Poison, Poison, Tasty Fish!: October 2012

Unlike a Pthread mutex which stops a thread in its tracks if the resource is already held, an OFlux atomic with mutual-exclusion semantics does not do that. Rather, it takes an "event" argument which is parked within the atomic's internal queue. The thread is still available to execute other events as long as they are runnable (have all the needed atomic resources they need). This keeps threads warmer, and avoids a costly context switch. The cost of parking an event is just a single compare and swap (CAS) instruction (this code is geared for the i686 architecture). Within the same loop that this CAS happens, conditions are checked for whether the atomic is free (not held by another event), and if so another CAS allows acquisition. So the basic operation of acquire_or_wait() provides a simple way for events to interact with an atomic. For a completed event to release an atomic it calls release() which can return a next event (from its waiting queue) to have acquired.

Rudiments of Interface

I will try to explain the top-level interface for this atomic object first, and then delve into the mechanics of the working parts within it. Here is the AtomicExclusive subclass of AtomicCommon which implements the atomic object with mutual exclusion semantics (meaning at most one event may hold the atomic at one time) from src/runtime/lockfree/atomic/OFluxLFAtomic.h (simplified somewhat):

typedef EventBase * EventBasePtr;

class AtomicExclusive : public AtomicCommon {
public:
  AtomicExclusive(void * data)
    : AtomicCommon(data)
  {}
  virtual int held() const { return ! _waiters.empty(); }
  virtual void release(
     std::vector<EventBasePtr > & rel_ev
   , EventBasePtr &)
  {
    EventBaseHolder * ebh = _waiters.pop();
    if(ebh) {
      rel_ev.push_back(EventBasePtr(ebh->ev));
      AtomicCommon::allocator.put(ebh);
    }
  }
  virtual bool acquire_or_wait(EventBasePtr & ev, int mode)
  {
    EventBaseHolder * ebh = 
       AtomicCommon::allocator.get(ev,mode);
    bool acquired = _waiters.push(ebh);
    if(acquired) {
      AtomicCommon::allocator.put(ebh); 
      // not in use - return it to pool
    }
    return acquired;
  }
  ... // other things omitted
private:
  ExclusiveWaiterList _waiters;
};

Regardless of whether the atomic is currently held or not, multiple threads can be calling the acquire_or_wait() member function on behalf of new events which need to acquire this atomic. Returning a true value from this function indicates that the acquisition succeeded and the event may proceed with further acquisitions, or actually execute its function. Returning a false value indicates that the event has been given-up (implying it is queued internally within the atomic object, and the current thread is forbidden to access it): to the atomic object and will later be released when its turn to hold the atomic happens.

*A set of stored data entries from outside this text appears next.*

//! A* pathfinding on one level of the battle grid
//!
//! The AI only talks to pathfinding through `PathOracle`, so tests and
//! front ends can swap in their own cost model.

use std::cmp::Ordering;
use std::collections::BinaryHeap;

use ahash::AHashMap;

use crate::battle::battle_map::BattleMap;
use crate::battle::terrain::{BlockKind, PartCatalog};
use crate::battle::units::BattleUnit;
use crate::core::types::{Direction, Position};

/// A found route: total time-unit cost and the tiles walked (start excluded)
#[derive(Debug, Clone, PartialEq, Eq)]
pub struct Route {
    pub cost: u32,
    pub steps: Vec<Position>,
}

impl Route {
    pub fn destination(&self) -> Option<Position> {
        self.steps.last().copied()
    }
}

/// Path cost and blocking queries consumed by the AI
pub trait PathOracle {
    /// Cheapest route for `unit` to `destination`, `None` when unreachable
    fn route(
        &self,
        map: &BattleMap,
        catalog: &PartCatalog,
        unit: &BattleUnit,
        destination: Position,
    ) -> Option<Route>;

    /// Is walking out of `from` in `direction` blocked?
    fn is_blocked(
        &self,
        map: &BattleMap,
        catalog: &PartCatalog,
        from: Position,
        direction: Direction,
    ) -> bool {
        map.is_edge_blocked(catalog, from, direction, BlockKind::Movement)
    }
}

/// Node in the A* open set
#[derive(Debug, Clone)]
struct PathNode {
    position: Position,
    f_cost: u32, // g_cost + heuristic
}

impl PartialEq for PathNode {
    fn eq(&self, other: &Self) -> bool {
        self.f_cost == other.f_cost
    }
}

impl Eq for PathNode {}

impl Ord for PathNode {
    fn cmp(&self, other: &Self) -> Ordering {
        // Reverse order for min-heap
        other.f_cost.cmp(&self.f_cost)
    }
}

impl PartialOrd for PathNode {
    fn partial_cmp(&self, other: &Self) -> Option<Ordering> {
        Some(self.cmp(other))
    }
}

/// Default oracle: orthogonal A* over tile move costs, same level only
#[derive(Debug, Clone)]
pub struct GridPathfinder {
    /// Upper bound on expanded nodes per query
    pub max_expansions: usize,
}

impl Default for GridPathfinder {
    fn default() -> Self {
        Self {
            max_expansions: 4096,
        }
    }
}

impl GridPathfinder {
    pub fn new() -> Self {
        Self::default()
    }

    fn heuristic(a: Position, b: Position) -> u32 {
        ((a.x - b.x).abs() + (a.y - b.y).abs()) as u32 * 4
    }

    fn can_step(
        &self,
        map: &BattleMap,
        catalog: &PartCatalog,
        unit: &BattleUnit,
        from: Position,
        direction: Direction,
    ) -> bool {
        let edges_open = unit
            .footprint
            .cells(from)
            .into_iter()
            .all(|cell| !self.is_blocked(map, catalog, cell, direction));
        edges_open && map.can_place(catalog, from.step(direction), unit.footprint, Some(unit.id))
    }
}

impl PathOracle for GridPathfinder {
    fn route(
        &self,
        map: &BattleMap,
        catalog: &PartCatalog,
        unit: &BattleUnit,
        destination: Position,
    ) -> Option<Route> {
        let start = unit.position;
        if start == destination {
            return Some(Route {
                cost: 0,
                steps: Vec::new(),
            });
        }
        if start.z != destination.z
            || !map.can_place(catalog, destination, unit.footprint, Some(unit.id))
        {
            return None;
        }

        let mut open_set = BinaryHeap::new();
        let mut came_from: AHashMap<Position, Position> = AHashMap::new();
        let mut g_scores: AHashMap<Position, u32> = AHashMap::new();

        g_scores.insert(start, 0);
        open_set.push(PathNode {
            position: start,
            f_cost: Self::heuristic(start, destination),
        });

        let mut expansions = 0;
        while let Some(current) = open_set.pop() {
            if current.position == destination {
                let cost = g_scores.get(&destination).copied().unwrap_or(0);
                return Some(Route {
                    cost,
                    steps: reconstruct_path(&came_from, start, destination),
                });
            }

            expansions += 1;
            if expansions > self.max_expansions {
                break;
            }

            let current_g = g_scores.get(&current.position).copied().unwrap_or(u32::MAX);
            for direction in Direction::all() {
                if !self.can_step(map, catalog, unit, current.position, direction) {
                    continue;
                }
                let neighbor = current.position.step(direction);
                let Some(tile) = map.tile(neighbor) else {
                    continue;
                };

                let tentative_g = current_g.saturating_add(tile.move_cost(catalog));
                let neighbor_g = g_scores.get(&neighbor).copied().unwrap_or(u32::MAX);
                if tentative_g < neighbor_g {
                    came_from.insert(neighbor, current.position);
                    g_scores.insert(neighbor, tentative_g);
                    open_set.push(PathNode {
                        position: neighbor,
                        f_cost: tentative_g + Self::heuristic(neighbor, destination),
                    });
                }
            }
        }

        None
    }
}

/// Walk `came_from` back to the start (excluded)
fn reconstruct_path(
    came_from: &AHashMap<Position, Position>,
    start: Position,
    mut current: Position,
) -> Vec<Position> {
    let mut path = vec![current];
    while let Some(&prev) = came_from.get(&current) {
        if prev == start {
            break;
        }
        path.push(prev);
        current = prev;
    }
    path.reverse();
    path
}
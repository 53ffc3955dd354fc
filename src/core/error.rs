use thiserror::Error;

use crate::core::types::{ItemId, NodeId, Position, UnitId};

#[derive(Error, Debug)]
pub enum BattleError {
    #[error("Tile out of bounds: {0}")]
    TileOutOfBounds(Position),

    #[error("Unit not found: {0:?}")]
    UnitNotFound(UnitId),

    #[error("Item not found: {0:?}")]
    ItemNotFound(ItemId),

    #[error("Node not found: {0:?}")]
    NodeNotFound(NodeId),

    #[error("Node {node:?} is already allocated to {holder:?}")]
    NodeAllocated { node: NodeId, holder: UnitId },

    #[error("Cannot place unit at {0}")]
    PlacementBlocked(Position),

    #[error("Invalid tile header: {0}")]
    InvalidTileHeader(String),

    #[error("Truncated tile data: expected {expected} bytes, found {actual}")]
    TruncatedTileData { expected: usize, actual: usize },

    #[error("Tile index {0} is outside the grid")]
    TileIndexOutOfRange(u64),

    #[error("Tile {index}: {field} value {value} does not fit its field")]
    TileValueOverflow { index: usize, field: &'static str, value: u64 },

    #[error("Unknown mission type: {0}")]
    UnknownMission(String),

    #[error("Unknown terrain part: set {set}, part {id}")]
    UnknownPart { set: u16, id: u16 },

    #[error("Corrupt save: {0}")]
    CorruptSave(String),

    #[error("Invalid config: {0}")]
    InvalidConfig(String),

    #[error("IO error: {0}")]
    IoError(#[from] std::io::Error),

    #[error("Serialization error: {0}")]
    SerdeError(#[from] serde_json::Error),

    #[error("TOML error: {0}")]
    TomlError(#[from] toml::de::Error),

    #[error("Encoding error: {0}")]
    EncodingError(#[from] base64::DecodeError),
}

pub type Result<T> = std::result::Result<T, BattleError>;
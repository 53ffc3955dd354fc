//! Spawn and patrol node graph
//!
//! Nodes are authored with the level: way-points annotated with a rank,
//! a spawn weight, a patrol priority and up to five links. During a
//! battle a node can be allocated to at most one unit at a time.

use rand::Rng;
use serde::{Deserialize, Serialize};
use tracing::debug;

use crate::battle::battle_map::{BattleMap, Footprint};
use crate::battle::terrain::PartCatalog;
use crate::battle::units::UnitRank;
use crate::core::error::{BattleError, Result};
use crate::core::types::{NodeId, Position, UnitId};

pub const NODE_LINK_COUNT: usize = 5;

/// Spawn/patrol category of a node. `Scout` doubles as the universal rank.
#[derive(Debug, Clone, Copy, PartialEq, Eq, Hash, Serialize, Deserialize, Default)]
pub enum NodeRank {
    #[default]
    Scout = 0,
    Xcom = 1,
    Soldier = 2,
    Navigator = 3,
    Leader = 4,
    Engineer = 5,
    Misc1 = 6,
    Medic = 7,
    Misc2 = 8,
}

/// Node type bitmask
#[derive(Debug, Clone, Copy, PartialEq, Eq, Hash, Serialize, Deserialize, Default)]
pub struct NodeType(pub u8);

impl NodeType {
    pub const NONE: NodeType = NodeType(0);
    /// Only fliers may use the node
    pub const FLYING: NodeType = NodeType(1);
    /// Only 1x1 units fit
    pub const SMALL: NodeType = NodeType(2);
    /// Excluded from patrols
    pub const DANGEROUS: NodeType = NodeType(4);

    pub fn contains(self, other: NodeType) -> bool {
        self.0 & other.0 == other.0
    }

    pub fn insert(&mut self, other: NodeType) {
        self.0 |= other.0;
    }

    pub fn remove(&mut self, other: NodeType) {
        self.0 &= !other.0;
    }

    /// Does a unit with `footprint` fit this node type?
    pub fn accepts(self, footprint: Footprint) -> bool {
        (!self.contains(NodeType::SMALL) || footprint.size == 1)
            && (!self.contains(NodeType::FLYING) || footprint.flying)
    }
}

impl std::ops::BitOr for NodeType {
    type Output = NodeType;
    fn bitor(self, rhs: NodeType) -> NodeType {
        NodeType(self.0 | rhs.0)
    }
}

/// An authored way-point
#[derive(Debug, Clone, Serialize, Deserialize)]
pub struct Node {
    pub id: NodeId,
    pub position: Position,
    pub rank: NodeRank,
    pub spawn_weight: u8,
    pub patrol_priority: u8,
    #[serde(default)]
    pub links: [Option<NodeId>; NODE_LINK_COUNT],
    #[serde(default)]
    pub node_type: NodeType,
    /// Draws aliens that want to wreck objectives
    #[serde(default)]
    pub destruction_lure: bool,
}

impl Node {
    pub fn new(position: Position, rank: NodeRank) -> Self {
        Self {
            id: NodeId(0),
            position,
            rank,
            spawn_weight: 1,
            patrol_priority: 1,
            links: [None; NODE_LINK_COUNT],
            node_type: NodeType::NONE,
            destruction_lure: false,
        }
    }

    pub fn linked(&self) -> impl Iterator<Item = NodeId> + '_ {
        self.links.iter().flatten().copied()
    }
}

/// Ordered substitute node ranks per combatant rank
///
/// Row `r` lists the node ranks a unit of rank `r` may spawn on, most
/// preferred first, ending in the universal `Scout` rank.
#[derive(Debug, Clone, PartialEq, Eq, Serialize, Deserialize)]
pub struct RankFallbackTable {
    pub rows: [[NodeRank; 8]; 8],
}

impl Default for RankFallbackTable {
    fn default() -> Self {
        use NodeRank::*;
        Self {
            rows: [
                [Leader, Navigator, Engineer, Misc2, Medic, Soldier, Misc1, Scout], // commander
                [Leader, Navigator, Engineer, Misc2, Medic, Soldier, Misc1, Scout], // leader
                [Engineer, Leader, Navigator, Soldier, Medic, Misc2, Misc1, Scout], // engineer
                [Medic, Misc1, Soldier, Misc2, Navigator, Leader, Engineer, Scout], // medic
                [Navigator, Leader, Engineer, Soldier, Medic, Misc2, Misc1, Scout], // navigator
                [Soldier, Engineer, Navigator, Leader, Misc1, Misc2, Medic, Scout], // soldier
                [Engineer, Navigator, Soldier, Leader, Medic, Misc2, Misc1, Scout], // terrorist
                [Engineer, Navigator, Soldier, Leader, Medic, Misc2, Misc1, Scout], // terrorist
            ],
        }
    }
}

impl RankFallbackTable {
    pub fn row(&self, rank: UnitRank) -> &[NodeRank; 8] {
        &self.rows[rank.index()]
    }

    /// Every row must end in the universal rank
    pub fn validate(&self) -> std::result::Result<(), String> {
        for (i, row) in self.rows.iter().enumerate() {
            if row[7] != NodeRank::Scout {
                return Err(format!("rank table row {} does not end in Scout", i));
            }
        }
        Ok(())
    }
}

/// Parameters of a patrol destination query
#[derive(Debug, Clone)]
pub struct PatrolRequest<'a> {
    pub unit: UnitId,
    /// Scouts scan the whole graph; others follow links from `from`
    pub scout: bool,
    pub from: Option<NodeId>,
    pub footprint: Footprint,
    /// Skip the burning/dangerous tile checks
    pub ignores_danger: bool,
    /// Node ranks forming the officer pool (empty for non-officers)
    pub officer_ranks: &'a [NodeRank],
    pub officer_pool_chance: f64,
}

/// The node graph of one battle
#[derive(Debug, Clone, Default)]
pub struct NodeGraph {
    nodes: Vec<Node>,
    holders: Vec<Option<UnitId>>,
}

impl NodeGraph {
    pub fn new() -> Self {
        Self::default()
    }

    /// Add a node, assigning the next id
    pub fn add(&mut self, mut node: Node) -> NodeId {
        let id = NodeId(self.nodes.len() as u32);
        node.id = id;
        self.nodes.push(node);
        self.holders.push(None);
        id
    }

    /// Link two nodes both ways using free link slots
    pub fn link(&mut self, a: NodeId, b: NodeId) -> bool {
        if self.get(a).is_none() || self.get(b).is_none() || a == b {
            return false;
        }
        let linked_a = Self::attach(&mut self.nodes[a.index()], b);
        let linked_b = Self::attach(&mut self.nodes[b.index()], a);
        linked_a && linked_b
    }

    fn attach(node: &mut Node, other: NodeId) -> bool {
        if node.links.contains(&Some(other)) {
            return true;
        }
        match node.links.iter_mut().find(|l| l.is_none()) {
            Some(slot) => {
                *slot = Some(other);
                true
            }
            None => false,
        }
    }

    pub fn clear(&mut self) {
        self.nodes.clear();
        self.holders.clear();
    }

    pub fn len(&self) -> usize {
        self.nodes.len()
    }

    pub fn is_empty(&self) -> bool {
        self.nodes.is_empty()
    }

    pub fn get(&self, id: NodeId) -> Option<&Node> {
        self.nodes.get(id.index())
    }

    pub fn nodes(&self) -> &[Node] {
        &self.nodes
    }

    pub fn holder(&self, id: NodeId) -> Option<UnitId> {
        self.holders.get(id.index()).copied().flatten()
    }

    pub fn is_allocated(&self, id: NodeId) -> bool {
        self.holder(id).is_some()
    }

    /// Node currently held by `unit`
    pub fn held_by(&self, unit: UnitId) -> Option<NodeId> {
        self.holders
            .iter()
            .position(|h| *h == Some(unit))
            .map(|i| NodeId(i as u32))
    }

    /// Allocate `id` to `unit`, releasing whatever `unit` held before
    pub fn allocate(&mut self, id: NodeId, unit: UnitId) -> Result<()> {
        let holder = self
            .holders
            .get(id.index())
            .copied()
            .ok_or(BattleError::NodeNotFound(id))?;
        match holder {
            Some(other) if other != unit => Err(BattleError::NodeAllocated {
                node: id,
                holder: other,
            }),
            _ => {
                self.free_held_by(unit);
                self.holders[id.index()] = Some(unit);
                debug!(node = id.0, unit = unit.0, "node allocated");
                Ok(())
            }
        }
    }

    pub fn free(&mut self, id: NodeId) {
        if let Some(slot) = self.holders.get_mut(id.index()) {
            *slot = None;
        }
    }

    pub fn free_held_by(&mut self, unit: UnitId) {
        for slot in self.holders.iter_mut().filter(|h| **h == Some(unit)) {
            *slot = None;
        }
    }

    pub fn nearest_node(&self, position: Position) -> Option<NodeId> {
        self.nodes
            .iter()
            .min_by_key(|n| n.position.distance_sq(&position))
            .map(|n| n.id)
    }

    /// Random unallocated node of exactly `rank`, weighted by spawn weight
    pub fn spawn_node(
        &self,
        map: &BattleMap,
        catalog: &PartCatalog,
        rank: NodeRank,
        footprint: Footprint,
        rng: &mut impl Rng,
    ) -> Option<NodeId> {
        let candidates: Vec<(NodeId, u32)> = self
            .nodes
            .iter()
            .filter(|n| {
                n.rank == rank
                    && n.spawn_weight > 0
                    && !self.is_allocated(n.id)
                    && n.node_type.accepts(footprint)
                    && map.can_place(catalog, n.position, footprint, None)
            })
            .map(|n| (n.id, n.spawn_weight as u32))
            .collect();

        weighted_pick(&candidates, rng)
    }

    /// Spawn node for a combatant rank, walking its fallback row
    pub fn spawn_node_with_fallback(
        &self,
        map: &BattleMap,
        catalog: &PartCatalog,
        table: &RankFallbackTable,
        unit_rank: UnitRank,
        footprint: Footprint,
        rng: &mut impl Rng,
    ) -> Option<NodeId> {
        for rank in table.row(unit_rank) {
            if let Some(node) = self.spawn_node(map, catalog, *rank, footprint, rng) {
                return Some(node);
            }
            debug!(?unit_rank, ?rank, "no spawn node, trying next rank");
        }
        None
    }

    /// Pick a patrol destination, or `None` when nothing is eligible
    pub fn patrol_node(
        &self,
        map: &BattleMap,
        catalog: &PartCatalog,
        request: &PatrolRequest<'_>,
        rng: &mut impl Rng,
    ) -> Option<NodeId> {
        let found = self.patrol_pass(map, catalog, request, request.scout, rng);
        if found.is_none() && request.footprint.size > 1 && !request.scout {
            debug!(unit = request.unit.0, "large unit found no patrol node, retrying as scout");
            return self.patrol_pass(map, catalog, request, true, rng);
        }
        found
    }

    fn patrol_pass(
        &self,
        map: &BattleMap,
        catalog: &PartCatalog,
        request: &PatrolRequest<'_>,
        scout: bool,
        rng: &mut impl Rng,
    ) -> Option<NodeId> {
        let scan: Vec<NodeId> = match request.from.and_then(|id| self.get(id)) {
            Some(from) if !scout => from.linked().collect(),
            _ => self.nodes.iter().map(|n| n.id).collect(),
        };

        let eligible: Vec<&Node> = scan
            .into_iter()
            .filter_map(|id| self.get(id))
            .filter(|n| self.patrol_eligible(map, catalog, n, request, scout))
            .collect();

        let general: Vec<(NodeId, u32)> = eligible
            .iter()
            .map(|n| (n.id, (n.patrol_priority as u32).max(1)))
            .collect();
        let officer: Vec<(NodeId, u32)> = eligible
            .iter()
            .filter(|n| request.officer_ranks.contains(&n.rank))
            .map(|n| (n.id, (n.patrol_priority as u32).max(1)))
            .collect();

        if !officer.is_empty() && rng.gen_bool(request.officer_pool_chance) {
            return weighted_pick(&officer, rng);
        }
        weighted_pick(&general, rng)
    }

    fn patrol_eligible(
        &self,
        map: &BattleMap,
        catalog: &PartCatalog,
        node: &Node,
        request: &PatrolRequest<'_>,
        scout: bool,
    ) -> bool {
        if Some(node.id) == request.from || self.is_allocated(node.id) {
            return false;
        }
        if node.node_type.contains(NodeType::DANGEROUS) || !node.node_type.accepts(request.footprint) {
            return false;
        }
        if !scout && node.patrol_priority == 0 && node.rank == NodeRank::Scout {
            return false;
        }
        let Some(tile) = map.tile(node.position) else {
            return false;
        };
        if !request.ignores_danger && (tile.is_burning() || tile.dangerous) {
            return false;
        }
        map.can_place(catalog, node.position, request.footprint, Some(request.unit))
    }
}

/// Weighted random choice; zero-weight entries are never picked
pub fn weighted_pick<T: Copy>(candidates: &[(T, u32)], rng: &mut impl Rng) -> Option<T> {
    let total: u32 = candidates.iter().map(|(_, w)| *w).sum();
    if total == 0 {
        return None;
    }
    let mut roll = rng.gen_range(0..total);
    for (item, weight) in candidates {
        if roll < *weight {
            return Some(*item);
        }
        roll -= weight;
    }
    None
}
//! Battle map: a flattened 3D grid of tiles
//!
//! Tiles live in one contiguous vector indexed by
//! `z * width * length + y * width + x`. Lookups outside the grid return
//! `None`; the map never fabricates a tile.

use serde::{Deserialize, Serialize};

use crate::battle::terrain::{BlockKind, PartCatalog, PartLayer, PartRef};
use crate::battle::tile::Tile;
use crate::core::types::{Direction, Position, UnitId};

/// Footprint of a combatant: `size` x `size` tiles anchored at its position
#[derive(Debug, Clone, Copy, PartialEq, Eq, Serialize, Deserialize)]
pub struct Footprint {
    pub size: u8,
    pub flying: bool,
}

impl Footprint {
    pub const SMALL: Footprint = Footprint {
        size: 1,
        flying: false,
    };

    pub fn new(size: u8, flying: bool) -> Self {
        Self {
            size: size.max(1),
            flying,
        }
    }

    /// Positions covered when anchored at `anchor`
    pub fn cells(&self, anchor: Position) -> Vec<Position> {
        let size = self.size as i32;
        let mut cells = Vec::with_capacity((size * size) as usize);
        for dy in 0..size {
            for dx in 0..size {
                cells.push(anchor.offset(dx, dy, 0));
            }
        }
        cells
    }
}

impl Default for Footprint {
    fn default() -> Self {
        Self::SMALL
    }
}

/// Largest grid a battle may allocate
pub const MAX_TILES: usize = 1 << 24;

/// Tile count of a `width x length x height` grid, `None` when a side is
/// negative or the grid would exceed `MAX_TILES`
pub fn grid_tile_count(width: i32, length: i32, height: i32) -> Option<usize> {
    let side = |n: i32| usize::try_from(n).ok();
    side(width)?
        .checked_mul(side(length)?)?
        .checked_mul(side(height)?)
        .filter(|count| *count <= MAX_TILES)
}

/// The full battle map
#[derive(Debug, Clone)]
pub struct BattleMap {
    width: i32,
    length: i32,
    height: i32,
    tiles: Vec<Tile>,
}

impl BattleMap {
    /// Create an empty map (every tile void)
    pub fn new(width: i32, length: i32, height: i32) -> Self {
        let mut map = Self {
            width: 0,
            length: 0,
            height: 0,
            tiles: Vec::new(),
        };
        map.resize(width, length, height);
        map
    }

    /// Create a map whose bottom level is floored with `floor`
    pub fn flat(width: i32, length: i32, height: i32, floor: PartRef) -> Self {
        let mut map = Self::new(width, length, height);
        for y in 0..length {
            for x in 0..width {
                if let Some(tile) = map.tile_mut(Position::new(x, y, 0)) {
                    tile.set_part(PartLayer::Floor, Some(floor));
                }
            }
        }
        map
    }

    /// Destroy and recreate every tile
    ///
    /// Callers handling untrusted sizes check them with `grid_tile_count`
    /// first.
    pub fn resize(&mut self, width: i32, length: i32, height: i32) {
        self.width = width.max(0);
        self.length = length.max(0);
        self.height = height.max(0);

        let count = (self.width as usize)
            .saturating_mul(self.length as usize)
            .saturating_mul(self.height as usize);
        self.tiles = Vec::with_capacity(count);
        for i in 0..count {
            let position = self.coords_unchecked(i);
            self.tiles.push(Tile::new(position));
        }
    }

    pub fn width(&self) -> i32 {
        self.width
    }

    pub fn length(&self) -> i32 {
        self.length
    }

    pub fn height(&self) -> i32 {
        self.height
    }

    pub fn tile_count(&self) -> usize {
        self.tiles.len()
    }

    pub fn in_bounds(&self, pos: Position) -> bool {
        pos.x >= 0
            && pos.y >= 0
            && pos.z >= 0
            && pos.x < self.width
            && pos.y < self.length
            && pos.z < self.height
    }

    /// Linear index of a position, `None` outside the grid
    pub fn index_of(&self, pos: Position) -> Option<usize> {
        if !self.in_bounds(pos) {
            return None;
        }
        Some((pos.z * self.width * self.length + pos.y * self.width + pos.x) as usize)
    }

    /// Position of a linear index, `None` past the end of the grid
    pub fn position_of(&self, index: usize) -> Option<Position> {
        (index < self.tiles.len()).then(|| self.coords_unchecked(index))
    }

    fn coords_unchecked(&self, index: usize) -> Position {
        let index = index as i32;
        let level = self.width * self.length;
        let z = index / level;
        let y = (index % level) / self.width;
        let x = index % self.width;
        Position::new(x, y, z)
    }

    pub fn tile(&self, pos: Position) -> Option<&Tile> {
        self.index_of(pos).map(|i| &self.tiles[i])
    }

    pub fn tile_mut(&mut self, pos: Position) -> Option<&mut Tile> {
        self.index_of(pos).map(move |i| &mut self.tiles[i])
    }

    pub fn tile_at(&self, index: usize) -> Option<&Tile> {
        self.tiles.get(index)
    }

    pub fn tile_at_mut(&mut self, index: usize) -> Option<&mut Tile> {
        self.tiles.get_mut(index)
    }

    pub fn tiles(&self) -> &[Tile] {
        &self.tiles
    }

    /// Set a part on a tile; returns false outside the grid
    pub fn set_part(&mut self, pos: Position, layer: PartLayer, part: Option<PartRef>) -> bool {
        match self.tile_mut(pos) {
            Some(tile) => {
                tile.set_part(layer, part);
                true
            }
            None => false,
        }
    }

    /// Is the edge between `from` and its neighbour in `direction` blocked?
    ///
    /// West and north edges belong to the tile itself; east and south
    /// edges are the neighbour's west and north walls. Edges into void
    /// space count as blocked.
    pub fn is_edge_blocked(
        &self,
        catalog: &PartCatalog,
        from: Position,
        direction: Direction,
        kind: BlockKind,
    ) -> bool {
        let (Some(here), Some(there)) = (self.tile(from), self.tile(from.step(direction))) else {
            return true;
        };

        match direction {
            Direction::West => here.part_blocks(catalog, PartLayer::WestWall, kind),
            Direction::North => here.part_blocks(catalog, PartLayer::NorthWall, kind),
            Direction::East => there.part_blocks(catalog, PartLayer::WestWall, kind),
            Direction::South => there.part_blocks(catalog, PartLayer::NorthWall, kind),
        }
    }

    /// Can a unit with `footprint` stand anchored at `anchor`?
    ///
    /// `ignore` lets a unit test a move that overlaps its own current cells.
    pub fn can_place(
        &self,
        catalog: &PartCatalog,
        anchor: Position,
        footprint: Footprint,
        ignore: Option<UnitId>,
    ) -> bool {
        footprint.cells(anchor).into_iter().all(|cell| {
            let Some(tile) = self.tile(cell) else {
                return false;
            };
            let occupied = matches!(tile.unit, Some(other) if Some(other) != ignore);
            !occupied
                && !tile.object_blocks(catalog, BlockKind::Movement)
                && (footprint.flying || tile.has_floor())
        })
    }

    /// Write `unit` (or clear) into every in-bounds footprint cell
    pub fn set_occupant(&mut self, anchor: Position, footprint: Footprint, unit: Option<UnitId>) {
        for cell in footprint.cells(anchor) {
            if let Some(tile) = self.tile_mut(cell) {
                tile.unit = unit;
            }
        }
    }

    /// Remove every reference to `unit` from the grid
    pub fn clear_occupant(&mut self, unit: UnitId) {
        for tile in self.tiles.iter_mut().filter(|t| t.unit == Some(unit)) {
            tile.unit = None;
        }
    }

    pub fn clear_occupants(&mut self) {
        for tile in &mut self.tiles {
            tile.unit = None;
        }
    }

    pub fn clear_dangerous(&mut self) {
        for tile in &mut self.tiles {
            tile.dangerous = false;
        }
    }

    /// Flag a square area on one level as dangerous
    pub fn mark_dangerous(&mut self, center: Position, radius: i32) {
        for dy in -radius..=radius {
            for dx in -radius..=radius {
                if let Some(tile) = self.tile_mut(center.offset(dx, dy, 0)) {
                    tile.dangerous = true;
                }
            }
        }
    }

    /// Indices of tiles currently on fire
    pub fn burning_tiles(&self) -> Vec<usize> {
        self.indices_where(|t| t.is_burning())
    }

    /// Indices of tiles currently holding smoke
    pub fn smoking_tiles(&self) -> Vec<usize> {
        self.indices_where(|t| t.smoke > 0)
    }

    fn indices_where(&self, predicate: impl Fn(&Tile) -> bool) -> Vec<usize> {
        self.tiles
            .iter()
            .enumerate()
            .filter(|(_, t)| predicate(t))
            .map(|(i, _)| i)
            .collect()
    }

    /// First position at or below `pos` that has a floor (or the bottom level)
    pub fn landing_position(&self, pos: Position) -> Position {
        let mut current = pos;
        while current.z > 0 {
            match self.tile(current) {
                Some(tile) if tile.has_floor() => break,
                _ => current = current.below(),
            }
        }
        current
    }
}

The interface supports other semantics like read-write or pools, which I will describe at a later date in a separate blog posting. The signature of release() adds events to a std::vector (which could be thread local and pre-sized for efficiency) in anticipation of other kinds of atomic objects. Generally the choice of ordering for events within the internal queue is to be first-in first-out (FIFO) since this has the simplest fairness guarantee, and makes writing code easier. The mode argument can specify a "mode" of acquisition, but it is not very useful for this type of atomic object (there is only one mode of acquisition that it supports: "exclusive"). I won't cover the internals of the AtomicCommon::allocator member object, except to say that it is a thread-safe reclamation facility which has a hazard pointers capability (enabling the implementation of the ExclusiveWaiterList class which I will talk about next).

Hang on to this

In order to avoid putting mechanics that ExclusiveWaiterList needs into the events, I have a container object called EventBaseHolder which boxes up the events while they are anywhere near ExclusiveWaiterList. On its own, it is not very interesting, but it is important to describe it before it is used (again simplified for reading):

struct EventBaseHolder {
  EventBaseHolder(
      EventBasePtr & a_ev
    , int a_mode)
    : ev(a_ev)
    , next(NULL)
    , mode(a_mode)
  {}

  EventBase * ev;
  EventBaseHolder * next;
  int mode;
};

The allocator object's get() member function is used to call the constructor (above).

Line up!

The declaration of ExclusiveWaiterList is pretty straight-forward (once I have simplified the code a bit):

template<const size_t v, typename T>
inline bool is_val(const T * p)
{
  return reinterpret_cast<size_t>(p) == v;
}

template<const size_t v, typename T>
inline void set_val(T * & p)
{
  reinterpret_cast<size_t &>(p) = v;
}


class ExclusiveWaiterList {
        WaiterList()
    : _head(AtomicCommon::allocator.get(0,
            EventBaseHolder::None))
    , _tail(_head)
  { set_val<0x0001>(_head->next); }

  size_t count() const;
  bool has_waiters() const;
  bool push(EventBaseHolder * e);
  EventBaseHolder * pop();

public:
  EventBaseHolder * _head;
  EventBaseHolder * _tail;
};

When constructed, a new ExclusiveWaiterList has one empty EventBaseHolder element in it (which has mode None). That initial element is a critical part of the implementation of this list. I will describe each of the member functions one by one after I first describe the possible states that the list can be in (abstractly characterized by these three states):

In the empty state, there is no event holding the atomic, and no waiters. The other states have self-explanatory names. The pointer value 0x1 is used as a special marker value since it is not a real (i.e. properly aligned) value for a pointer on i686. States not shown in the diagram (e.g. _head == _tail and _head->next > 0x1) should be unreachable as resting states (no operation is completing past its sequentialization point).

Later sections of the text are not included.